Moje uznanie, czapki z głów.
-
Autor tematu - Posty: 5230
- Rejestracja: poniedziałek, 18 kwie 2011, 13:31
- Krótko o sobie: "...coqito ergo sum..."
- Status Alkoholowy: Amator Domowych Trunków
- Lokalizacja: Land Krzyżaków. Pogranicze Prus wschodnich.
- Podziękował: 1292 razy
- Otrzymał podziękowanie: 2744 razy
Re: Nowy projekt lesgo58 - alembik
@Fiflak
Formułujesz ciekawe pytania. Sam sobie je często zadaję. Tak naprawdę to one napędzają moją chęć zgłębienia tajemnic destylowania. Jednak najgorsze w tym wszystkim jest świadomość, że sama destylacja to tylko cząstka całego procesu.

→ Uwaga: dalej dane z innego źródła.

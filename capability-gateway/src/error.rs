//! Error types for the capability gateway.
//!
//! Device-level problems never surface here: they are delivered to observers
//! as `Failure` results. This enum covers the gateway's own setup.

use capgate_common::CapabilityKind;

#[derive(Debug, thiserror::Error)]
pub enum Error {
    #[error("Handler already registered for capability: {0}")]
    DuplicateHandler(CapabilityKind),

    #[error("Configuration error: {0}")]
    Config(#[from] config::ConfigError),
}

pub type Result<T> = std::result::Result<T, Error>;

Cała tajemnica dobrego trunku dodatkowo tkwi w odpowiednim przygotowaniu nastawu czy zacieru.
Sama destylacja już jest łatwiejsza w rozszyfrowaniu, bo wystarczy podpatrzeć sprzęt na którym pędzą inni i skorelować go z trunkiem jaki na nim powstał.
Po destylacji następuje jednak następny trudny do zgłębienia etap. Etap starzenia. My niestety - ale jesteśmy ubodzy w doświadczenia i tradycję. I też niestety jesteśmy zdani tylko na siebie, bo to my zaczynamy nową tradycję, która dopiero po nas przejmą inni.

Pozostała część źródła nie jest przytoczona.